These experiments were repeated to explore the capacity of CA-4-P–mobilized CEPs to home to tumors and incorporate to the tumor vasculature of LLC tumors established in GFP+ bone marrow–transplanted C57Bl/6 mice (Fig. 5B–D). After CA-4-P treatment, tumors were removed 3 days after each CEP peak (at day 3 or day 6). Immunohistochemical analyses of tumors from untreated control mice showed moderate incorporation of GFP+ bone marrow–derived cells (Fig. 5B and D). Mice treated with sunitinib or DC101 alone also showed mild incorporation of GFP+ bone marrow–derived cells in tumors, similar to that observed in untreated tumors (data not shown). CA-4-P-treated tumors presented a 2-fold increase in total GFP+ bone marrow–derived cell numbers at day 3 (P < 0.009 compared with untreated controls), which increased further by 8-fold with significant tumor infiltration at day 6 (P < 0.0003 compared with untreated controls; Fig. 5B and D). These results suggested a correlation between the CEP peaks detected in peripheral blood and the level of GFP+ bone marrow–derived cells observed in tumors and supported the finding that GFP+ bone marrow–derived cells infiltrating VDA-treated tumors could, at least in part, derive from the VE-cadherin+-CEP bursts.

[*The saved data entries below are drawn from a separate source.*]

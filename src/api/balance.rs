// SPDX-License-Identifier: AGPL-3.0-or-later
//
// Copyright (C) 2026 Relational Network

//! Cross-chain balance endpoints.

use axum::{
    extract::{Path, Query, State},
    Json,
};
use chrono::{DateTime, Utc};
use serde::{Deserialize, Serialize};
use utoipa::{IntoParams, ToSchema};

use crate::{
    aggregate::{parse_chain_list, AggregateError},
    cache::{keys, read_json, write_json},
    cosmos::address::decode_address,
    error::ApiError,
    models::{ChainBreakdown, ChainStatus, CrossChainTotal, PoolPosition},
    state::AppState,
};

/// Chain selection shared by the address endpoints.
#[derive(Debug, Default, Deserialize, IntoParams)]
pub struct ChainsQuery {
    /// Comma-separated directory chain names, e.g. `cosmoshub,osmosis`.
    pub chains: Option<String>,
}

#[derive(Debug, Clone, PartialEq, Serialize, Deserialize, ToSchema)]
pub struct BalanceResponse {
    /// Address as requested.
    pub address: String,
    pub balances: CrossChainTotal,
    /// The `chains` query value, verbatim.
    pub chains: String,
    /// Per-chain results in requested order.
    pub breakdown: Vec<ChainBreakdown>,
    pub as_of: DateTime<Utc>,
}

/// Aggregate an address's holdings across the requested chains.
///
/// A chain that cannot be resolved or queried is reported in `breakdown` and
/// contributes zero. Responses that include a failed chain are not cached.
#[utoipa::path(
    get,
    path = "/balance/{address}",
    tag = "Balances",
    params(
        ("address" = String, Path, description = "Bech32 account address on any Cosmos chain"),
        ChainsQuery
    ),
    responses(
        (status = 200, description = "Aggregated balances", body = BalanceResponse),
        (status = 400, description = "Address is not valid bech32"),
        (status = 500, description = "Aggregation failed unexpectedly")
    )
)]
pub async fn get_balance(
    State(state): State<AppState>,
    Path(address): Path<String>,
    Query(query): Query<ChainsQuery>,
) -> Result<Json<BalanceResponse>, ApiError> {
    let raw_chains = query.chains.unwrap_or_default();
    let key = keys::balance(&address, &raw_chains);

    if let Some(cached) = read_json::<BalanceResponse>(state.cache.as_ref(), &key) {
        return Ok(Json(cached));
    }

    let chains = parse_chain_list(&raw_chains);
    let aggregator = state.aggregator.clone();
    let target = address.clone();
    let balances = tokio::spawn(async move { aggregator.balances(&target, &chains).await })
        .await
        .map_err(|e| {
            tracing::error!(address = %address, error = %e, "Balance aggregation aborted");
            ApiError::internal("").flagged()
        })?
        .map_err(|e| match e {
            AggregateError::InvalidAddress(e) => ApiError::bad_request(e.to_string()).flagged(),
            AggregateError::DirectoryUnavailable(reason) => {
                tracing::error!(reason = %reason, "Balance request without chain directory");
                ApiError::internal("").flagged()
            }
        })?;

    let response = BalanceResponse {
        address: balances.address,
        balances: balances.totals,
        chains: raw_chains,
        breakdown: balances.breakdown,
        as_of: Utc::now(),
    };

    if response
        .breakdown
        .iter()
        .all(|chain| chain.status != ChainStatus::Failed)
    {
        write_json(state.cache.as_ref(), &key, state.config.ttl.balance, &response);
    }

    Ok(Json(response))
}

/// Valued liquidity-pool positions of an address on the AMM chain.
///
/// Empty when `chains` is given without the AMM chain, or when market data
/// is unavailable.
#[utoipa::path(
    get,
    path = "/lp/{address}",
    tag = "Balances",
    params(
        ("address" = String, Path, description = "Bech32 account address on any Cosmos chain"),
        ChainsQuery
    ),
    responses(
        (status = 200, description = "Pool positions", body = [PoolPosition]),
        (status = 400, description = "Address is not valid bech32"),
        (status = 503, description = "Chain directory unavailable")
    )
)]
pub async fn get_pool_positions(
    State(state): State<AppState>,
    Path(address): Path<String>,
    Query(query): Query<ChainsQuery>,
) -> Result<Json<Vec<PoolPosition>>, ApiError> {
    decode_address(&address).map_err(|e| ApiError::bad_request(e.to_string()))?;

    // Cached positions are keyed by address alone.
    let chains = parse_chain_list(query.chains.as_deref().unwrap_or_default());
    if !state.aggregator.selects_amm_chain(&chains) {
        return Ok(Json(Vec::new()));
    }

    let key = keys::lp(&address);
    if let Some(cached) = read_json::<Vec<PoolPosition>>(state.cache.as_ref(), &key) {
        return Ok(Json(cached));
    }

    let positions = state
        .aggregator
        .pool_positions(&address, &chains)
        .await
        .map_err(|e| match e {
            AggregateError::InvalidAddress(e) => ApiError::bad_request(e.to_string()),
            AggregateError::DirectoryUnavailable(reason) => ApiError::service_unavailable(reason),
        })?;

    // An empty answer may be an outage; only real positions are cached.
    if !positions.is_empty() {
        write_json(state.cache.as_ref(), &key, state.config.ttl.lp, &positions);
    }

    Ok(Json(positions))
}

In contrast to previously reported data (16), the number of GFP+ bone marrow–derived cells recruited to CD31+-tumor vessels did not differ between untreated tumors and CA-4-P-treated tumors removed at day 3 (Fig. 5C). Tumors treated with sunitinib or DC101 alone showed levels of GFP+ bone marrow–derived cells incorporated into tumor vessels that were comparable with untreated tumors (data not shown). In contrast, a substantial increase in GFP+ bone marrow–derived cells per tumor vessel was observed at day 6 after CA-4-P (P < 0.0004 compared with untreated controls; Fig. 5C). Because the early CEP peak could not be suppressed, it was not possible to determine whether the greater number of GFP+ bone marrow–derived cells detected at day 6 in CA-4-P-treated tumors resulted from the accumulation of both CEP bursts, from the intratumoral proliferation of GFP+ bone marrow–derived cells already present at day 3, or were exclusively derived from the second CEP burst. The finding that GFP+ bone marrow–derived cell numbers significantly increased in tumor vessels 3 days after the delayed CEP burst suggested, however, that these cells were recruited to injured tumor vessels and were most likely, in part, direct descendents of the second CEP burst.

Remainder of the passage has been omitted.